Phonons in solid-state quantum emitters play a crucial role in their performance as photon sources in quantum technology. For resonant driving, phonons dampen the Rabi oscillations resulting in reduced preparation fidelities. The phonon spectral density, which quantifies the strength of the carrier-phonon interaction, is non-monotonous as a function of energy. As one of the most prominent consequences, this leads to the reappearance of Rabi rotations for increasing pulse power, which was theoretically predicted in Phys. Rev. Lett. 98, 227403 (2007). In this paper we present the experimental demonstration of the reappearance of Rabi rotations.

Figures (9)

• Figure 1: (a) Calculated Rabi oscillations for different pulse areas, varied by adjusting the pulse intensity. The lower damping of the population evolution for small (blue lines) and large (red lines) pulse areas results in a higher contrast of the final state population compared to intermediate pulse areas (green lines). (b) Rabi rotation obtained for a pulse duration of $\tau = 9.0ps$ at $T = 6.1K$. The damping of the oscillation reaches its maximum for a pulse area of $\sim 9 \pi$. Further increasing the pulse area leads to a clear reappearance of the Rabi rotation. The theoretical model is in excellent agreement with the experimental data. The experimental data is shifted to the average of the oscillation to emphasize the envelope.

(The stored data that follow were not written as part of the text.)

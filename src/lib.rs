//! # quarry-core
//!
//! A security-aware retrieval-augmented generation engine: batched,
//! judge-driven document ingestion; an agentic query pipeline with
//! planning, tool dispatch, and iterative retrieval; per-user access
//! control pushed down into both the relational store and the vector
//! index; and a pooled async data plane shared by both paths.
//!
//! ## Core Components
//!
//! - **Engine**: the facade wiring everything together
//! - **IngestionPipeline**: batch jobs, chunking judge, embeddings
//! - **Retriever**: judge-refined, permission-filtered retrieval
//! - **PlanExecutor**: sequential plan steps ending in synthesis
//! - **ProcessLogger**: append-only traces sealed into audit reports
//!
//! ## Example
//!
//! ```rust,ignore
//! use quarry_core::{DocumentUpload, Engine, EngineConfig, QueryRequest, UserContext};
//!
//! let engine = Engine::open(EngineConfig::default(), "./data").await?;
//! let user = UserContext::new(user_id);
//!
//! let job = engine
//!     .submit(vec![DocumentUpload::new(user.user_id, "specs.md", bytes)], None)
//!     .await?;
//!
//! let response = engine
//!     .query(QueryRequest::new(user, "What is the hub model number?"))
//!     .await?;
//! println!("{} (report {})", response.answer, response.audit_report_id);
//! ```

pub mod access;
pub mod audit;
pub mod blobs;
pub mod chunking;
pub mod config;
pub mod engine;
pub mod error;
pub mod ingestion;
pub mod llm;
pub mod query;
pub mod resources;
pub mod store;
pub mod tools;
pub mod vector;

#[cfg(test)]
pub(crate) mod testutil;

// Re-exports for convenience
pub use access::{
    AccessControl, AccessPredicate, GranteeKind, PermissionLevel, UserContext, Visibility,
};
pub use audit::{
    AuditReport, HallucinationAssessment, ProcessLogger, SourceRef, StageKind, StageRecord,
    VerificationStatus,
};
pub use blobs::BlobStore;
pub use chunking::{
    ChunkingJudge, ChunkingRecommendation, MarkdownSplitter, RecursiveSplitter, SemanticSplitter,
    SplitPiece, Splitter, SplitterParams, StrategyKind, TokenSplitter,
};
pub use config::{
    ChunkingConfig, DeadlineConfig, EngineConfig, IngestionConfig, JudgeConfig, LlmConfig,
    ResourceConfig, ResponseConfig, RetrievalConfig,
};
pub use engine::{Engine, QueryRequest, QueryResponse};
pub use error::{Error, Result};
pub use ingestion::{DocumentUpload, IngestionPipeline, JobProgress};
pub use llm::{
    EmbedRequest, EmbedResponse, FormatOutcome, GenerateRequest, GenerateResponse, LlmClient,
    ModelInfo, OllamaClient, RetryPolicy, StreamChunk, StructuredOutput, TokenUsage,
};
pub use query::{
    Complexity, Draft, Evaluation, ExecutionOutcome, PlanExecutor, PlanStep, Planner,
    QueryAnalysis, QueryAnalyzer, QueryPlan, RetrievalJudge, RetrievalOutcome, RetrievedChunk,
    Retriever, StepType, Synthesizer,
};
pub use resources::{HealthStatus, Pool, PoolGuard, ResourceKind, ResourceManager};
pub use store::{
    Chunk, Citation, Conversation, Document, DocumentStage, DocumentStatus, DocumentStore,
    JobDocument, JobStatus, Message, MessageRole, NewChunk, NewDocument, PermissionGrant,
    ProcessingJob,
};
pub use tools::{CalculatorTool, DatabaseTool, RagTool, Tool, ToolContext, ToolRegistry};
pub use vector::{EmbeddingEnvelope, MetadataFilter, ScoredChunk, VectorIndex};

• Figure 2: (a) Energy level scheme of a two-level system consisting of the ground $\ket{g}$ and excited state $\ket{x}$ coupled to a resonant laser field. In the rotating frame, dressed states are formed. Their degeneracy is lifted and the splitting $\hbar\Omega_0$ is proportional to the amplitude of the laser pulse as indicated in the bottom. Between the dressed states, phonons can induce transitions, but for low temperatures only phonon emission is allowed. (b) Instantaneous Rabi energy as a function of time. The colored background shows the phonon spectral density $J(\omega)$. When the Rabi frequency and the phonon spectral density agree, an efficient coupling to the phonons takes place.
• Figure 3: (a) Gate voltage dependent photoluminescence measurement for non-resonant excitation exhibits distinct charge plateaus of the neutral X$^0$ and negatively charged X$^-$ exciton. The blue dashed line indicates the applied gate voltage $V = 0.85V$ chosen for resonant excitation. (b) The gated quantum dot structure facilitates the acquisition of spectra under identical conditions with the trion transition tuned in (blue) and out of resonance (dashed orange) with the excitation laser energy. This allows the subtraction of remaining unsuppressed laser to clear the spectrum from unwanted background laser signal (green).

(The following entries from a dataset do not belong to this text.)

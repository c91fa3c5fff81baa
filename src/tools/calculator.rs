//! Arithmetic calculator tool.
//!
//! Recursive-descent evaluator over `+ - * / % ^` and parentheses. No
//! names, no functions, no side effects.

use async_trait::async_trait;
use serde_json::{json, Value};

use super::{Tool, ToolContext};
use crate::error::{Error, Result};

/// Evaluates arithmetic expressions.
#[derive(Debug, Clone, Copy, Default)]
pub struct CalculatorTool;

impl CalculatorTool {
    pub fn new() -> Self {
        Self
    }
}

#[async_trait]
impl Tool for CalculatorTool {
    fn name(&self) -> &'static str {
        "calculator"
    }

    fn description(&self) -> &'static str {
        "Evaluates an arithmetic expression (+, -, *, /, %, ^, parentheses)."
    }

    fn input_schema(&self) -> Value {
        json!({
            "type": "object",
            "required": ["expression"],
            "properties": {"expression": {"type": "string"}}
        })
    }

    fn output_schema(&self) -> Value {
        json!({
            "type": "object",
            "required": ["result"],
            "properties": {"result": {"type": "number"}}
        })
    }

    async fn execute(&self, input: Value, _ctx: &ToolContext) -> Result<Value> {
        let expression = input["expression"]
            .as_str()
            .ok_or_else(|| Error::validation("expression", "must be a string"))?;
        let result = evaluate(expression)
            .map_err(|reason| Error::tool("calculator", reason))?;
        if !result.is_finite() {
            return Err(Error::tool("calculator", "result is not finite"));
        }
        Ok(json!({"result": result, "expression": expression}))
    }
}

struct Parser<'a> {
    chars: std::iter::Peekable<std::str::Chars<'a>>,
}

/// Evaluate an expression, or explain why it is malformed.
fn evaluate(expression: &str) -> std::result::Result<f64, String> {
    let mut parser = Parser {
        chars: expression.chars().peekable(),
    };
    let value = parser.expr()?;
    parser.skip_whitespace();
    match parser.chars.peek() {
        None => Ok(value),
        Some(c) => Err(format!("unexpected character '{}'", c)),
    }
}

impl Parser<'_> {
    fn skip_whitespace(&mut self) {
        while matches!(self.chars.peek(), Some(c) if c.is_whitespace()) {
            self.chars.next();
        }
    }

    fn expr(&mut self) -> std::result::Result<f64, String> {
        let mut value = self.term()?;
        loop {
            self.skip_whitespace();
            match self.chars.peek() {
                Some('+') => {
                    self.chars.next();
                    value += self.term()?;
                }
                Some('-') => {
                    self.chars.next();
                    value -= self.term()?;
                }
                _ => return Ok(value),
            }
        }
    }

    fn term(&mut self) -> std::result::Result<f64, String> {
        let mut value = self.power()?;
        loop {
            self.skip_whitespace();
            match self.chars.peek() {
                Some('*') => {
                    self.chars.next();
                    value *= self.power()?;
                }
                Some('/') => {
                    self.chars.next();
                    let divisor = self.power()?;
                    if divisor == 0.0 {
                        return Err("division by zero".to_string());
                    }
                    value /= divisor;
                }
                Some('%') => {
                    self.chars.next();
                    let divisor = self.power()?;
                    if divisor == 0.0 {
                        return Err("division by zero".to_string());
                    }
                    value %= divisor;
                }
                _ => return Ok(value),
            }
        }
    }

    fn power(&mut self) -> std::result::Result<f64, String> {
        let base = self.unary()?;
        self.skip_whitespace();
        if matches!(self.chars.peek(), Some('^')) {
            self.chars.next();
            // Right associative.
            let exponent = self.power()?;
            return Ok(base.powf(exponent));
        }
        Ok(base)
    }

    fn unary(&mut self) -> std::result::Result<f64, String> {
        self.skip_whitespace();
        match self.chars.peek() {
            Some('-') => {
                self.chars.next();
                Ok(-self.unary()?)
            }
            Some('+') => {
                self.chars.next();
                self.unary()
            }
            _ => self.atom(),
        }
    }

    fn atom(&mut self) -> std::result::Result<f64, String> {
        self.skip_whitespace();
        match self.chars.peek() {
            Some('(') => {
                self.chars.next();
                let value = self.expr()?;
                self.skip_whitespace();
                match self.chars.next() {
                    Some(')') => Ok(value),
                    _ => Err("missing closing parenthesis".to_string()),
                }
            }
            Some(c) if c.is_ascii_digit() || *c == '.' => {
                let mut number = String::new();
                while matches!(self.chars.peek(), Some(c) if c.is_ascii_digit() || *c == '.') {
                    number.push(self.chars.next().expect("peeked"));
                }
                number
                    .parse::<f64>()
                    .map_err(|_| format!("bad number '{}'", number))
            }
            Some(c) => Err(format!("unexpected character '{}'", c)),
            None => Err("unexpected end of expression".to_string()),
        }
    }
}

#[cfg(test)]
mod tests {
    use super::*;
    use crate::access::UserContext;
    use std::time::Duration;
    use uuid::Uuid;

    fn ctx() -> ToolContext {
        ToolContext::new(UserContext::new(Uuid::new_v4()), Duration::from_secs(5))
    }

    #[test]
    fn test_precedence_and_parentheses() {
        assert_eq!(evaluate("2 + 3 * 4").unwrap(), 14.0);
        assert_eq!(evaluate("(2 + 3) * 4").unwrap(), 20.0);
        assert_eq!(evaluate("10 - 4 - 3").unwrap(), 3.0);
        assert_eq!(evaluate("2 ^ 3 ^ 2").unwrap(), 512.0);
        assert_eq!(evaluate("-3 + 5").unwrap(), 2.0);
        assert_eq!(evaluate("10 % 3").unwrap(), 1.0);
    }

    #[test]
    fn test_malformed_expressions() {
        assert!(evaluate("2 +").is_err());
        assert!(evaluate("(1 + 2").is_err());
        assert!(evaluate("1 / 0").is_err());
        assert!(evaluate("two plus two").is_err());
        assert!(evaluate("1 2").is_err());
    }

    #[tokio::test]
    async fn test_tool_contract() {
        let tool = CalculatorTool::new();
        let output = tool
            .execute(serde_json::json!({"expression": "6 * 7"}), &ctx())
            .await
            .unwrap();
        assert_eq!(output["result"], 42.0);
    }

    #[tokio::test]
    async fn test_tool_surfaces_malformed_input() {
        let tool = CalculatorTool::new();
        let err = tool
            .execute(serde_json::json!({"expression": "what?"}), &ctx())
            .await
            .unwrap_err();
        assert!(matches!(err, Error::ToolExecution { .. }));
    }
}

• Figure 4: Rabi rotations of the negative trion transition driven by a $9.0ps$ long laser pulse for varying sample temperature from $6.1K$ to $50K$. The single data sets are offset along the y-axis for more clarity. Clear indication of the reappearance of the Rabi rotation is even found for elevated temperatures.
• Figure 5: Sketch of the folded 4f-pulse shaper setup used to adjust wavelength and duration of the excitation pulse. The width of the slit determines the duration of the carved out pulse while the position in the Fourier plane selects the center wavelength. The pulses are fiber coupled to a confocal, cryogenic $\mu$PL setup. The back scattered laser light is suppressed in the detection path by cross-polarized filtering, realized with thin-film polarizers, a polarizing beam splitter and a quarter wave plate. In addition, spatial filtering of the detection path is done by fiber coupling into a single mode fiber.